The Invalid Corps, later called the Veteran Reserve Corps, was authorized by United States Secretary of War Edwin Stanton’s General Orders No. 105 on April 28, 1863. It was a time during the Civil War when the Union had difficulty recruiting soldiers. Abraham Lincoln addressed that need in January 1, 1863 in the Emancipation Proclamation, which called for the enlistment of African American soldiers. Congress also passed the Conscription Act of March 3, 1863, the first mandatory military draft in U.S. history. The Invalid Corps was a third policy to expand the pool of available men.
People
“Having lost my right arm, which excludes me from most kinds of work, I have taken this method of gaining a living... I throw myself upon the generosity of the public.”
- The Empty Sleeve: Life and Hardships of Henry H. Meacham of the Union Army. By Himself.
“The sight of several stretchers, each with its legless, armless, or desperately wounded occupant, entering my ward, admonished me that I was there to work, not to wonder or weep; so I corked up my feelings, and returned to the path of duty.”
- Louisa May Alcott, Hospital Letters
“My Dear girl I hope again to see you. I must bid you farewell should I be killed. Remember if I die I die in a good cause. I wish we had a hundred thousand colored troops we would put an end to this war.”
- Lewis Henry Douglass, letter to Helen Amelia Loguen. July 20, 1863.
“The generation that carried on the war has been set apart by its experience. Through our great good fortune, in our youth our hearts were touched with fire. It was given to us to learn at the outset that life is a profound and passionate thing.”
- Oliver Wendell Holmes, Jr., Memorial Day speech, May 30, 1884.
“I had a strong inclination to prepare myself for the ministry; but when the country called for all persons, I could best serve my God by serving my country and my oppressed brothers. The sequel is short–I enlisted for the war.”
- Sergeant William H. Carney, letter in The Liberator from October, 1863.
Soldiers march as a group, in a clearing surrounded by canvas tents and some horses and cannons. In the corner, an artist, Deaf soldier John Donovan sits by a wagon as he draws the scene.
- Donovan, J. (1861). “Camp Brightwood, Colonel Henry S. Briggs. 10th Regiment Massachusetts Volunteers. John Donovan, Deaf Mute, DEL Oct 17th 1861.” Library of Congress.
“My wound is still suppurating, and on account of a fracture of my skull, my head troubles me. My eye is gone—and, on the whole, I am very much used up. Time though, with the angellike tenderness with which I am cared for at home, will improve me sufficiently to recommence the practice of my profession. How strange has been my fortune! … The end is not yet.”

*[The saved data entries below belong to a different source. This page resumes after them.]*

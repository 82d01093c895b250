//! Shared HTTP client handle
//!
//! One `reqwest::Client` serves discovery, key set, token endpoint and
//! downstream API calls. The handle is cheap to clone and is injected into
//! every component that performs outbound I/O.
//!
//! ## Lifecycle
//!
//! - The client is built on the first [`SharedHttpClient::get`] call, guarded
//!   by a `OnceLock`. Nothing else is mutated afterwards, so no lock is held on
//!   the request path.
//! - [`SharedHttpClient::close`] releases the handle. Only the first call
//!   returns `true`; every later `get` fails with [`HttpClientError::Closed`].
//!
//! ## Security Configuration
//!
//! - Redirects disabled (token and discovery endpoints must answer directly)
//! - Every call bounded by the configured timeout
//! - rustls for TLS

use std::sync::atomic::{AtomicBool, Ordering};
use std::sync::{Arc, OnceLock};
use std::time::Duration;

use thiserror::Error;
use tracing::{debug, info};
use url::{Host, Url};

/// Default upper bound for a single outbound call
pub const DEFAULT_TIMEOUT: Duration = Duration::from_secs(30);

/// Shared HTTP client errors
#[derive(Debug, Error)]
pub enum HttpClientError {
    /// The handle was released at shutdown
    #[error("HTTP client has been closed")]
    Closed,

    /// Client construction failed (TLS backend initialization)
    #[error("Failed to build HTTP client: {0}")]
    Build(#[from] reqwest::Error),
}

#[derive(Debug)]
struct Inner {
    timeout: Duration,
    client: OnceLock<reqwest::Client>,
    closed: AtomicBool,
}

/// Lazily constructed, concurrency-safe HTTP client handle
#[derive(Debug, Clone)]
pub struct SharedHttpClient {
    inner: Arc<Inner>,
}

impl SharedHttpClient {
    /// Create a handle; no client is built until first use
    pub fn new(timeout: Duration) -> Self {
        Self {
            inner: Arc::new(Inner {
                timeout,
                client: OnceLock::new(),
                closed: AtomicBool::new(false),
            }),
        }
    }

    /// Get the client, building it on first use
    ///
    /// # Errors
    ///
    /// Returns [`HttpClientError::Closed`] after [`close`](Self::close), or
    /// [`HttpClientError::Build`] if the client cannot be constructed.
    pub fn get(&self) -> Result<reqwest::Client, HttpClientError> {
        if self.inner.closed.load(Ordering::Acquire) {
            return Err(HttpClientError::Closed);
        }

        if let Some(client) = self.inner.client.get() {
            return Ok(client.clone());
        }

        let built = reqwest::Client::builder()
            .timeout(self.inner.timeout)
            .redirect(reqwest::redirect::Policy::none())
            .user_agent(concat!("graphgate/", env!("CARGO_PKG_VERSION")))
            .build()?;

        // A concurrent first call may have won the race; its client is kept
        let client = self.inner.client.get_or_init(|| built);
        debug!(timeout_ms = self.inner.timeout.as_millis(), "Shared HTTP client constructed");
        Ok(client.clone())
    }

    /// Release the handle. Returns `true` only for the call that released it.
    pub fn close(&self) -> bool {
        let released = !self.inner.closed.swap(true, Ordering::AcqRel);
        if released {
            info!(
                initialized = self.inner.client.get().is_some(),
                "Shared HTTP client released"
            );
        }
        released
    }

    /// Whether the client has been built
    pub fn is_initialized(&self) -> bool {
        self.inner.client.get().is_some()
    }

    /// Whether [`close`](Self::close) has been called
    pub fn is_closed(&self) -> bool {
        self.inner.closed.load(Ordering::Acquire)
    }

    /// Configured per-call timeout
    pub fn timeout(&self) -> Duration {
        self.inner.timeout
    }
}

impl Default for SharedHttpClient {
    fn default() -> Self {
        Self::new(DEFAULT_TIMEOUT)
    }
}

/// HTTPS, or plain HTTP to a loopback host (local development and tests)
pub fn is_secure_or_loopback(url: &Url) -> bool {
    match url.scheme() {
        "https" => true,
        "http" => match url.host() {
            Some(Host::Domain(domain)) => domain.eq_ignore_ascii_case("localhost"),
            Some(Host::Ipv4(ip)) => ip.is_loopback(),
            Some(Host::Ipv6(ip)) => ip.is_loopback(),
            None => false,
        },
        _ => false,
    }
}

- Patrick Guiney, letter to Mrs. Shaw, June 2, 1864. (Samito, p. 247.)
“I have just got over that extreme soreness of the feet, which, I believe, has bothered all the nurses, except the real old stagers, whose muscles never surrender… The work is immensely hard, but I get used to it. If we could do it as citizens, instead of soldiers, it would be easy.”
- Hannah Stevenson, letter home, August 8, 1861
"I've done… three things… about healing over the years. One… is to… talk about what happened to me. The vast majority of Vietnam vets never talk about their experiences… I found great healing in being able to talk about it… "
- James Granger Munroe. Recorded 11/20/2002 for the Veterans History Project, Library of Congress.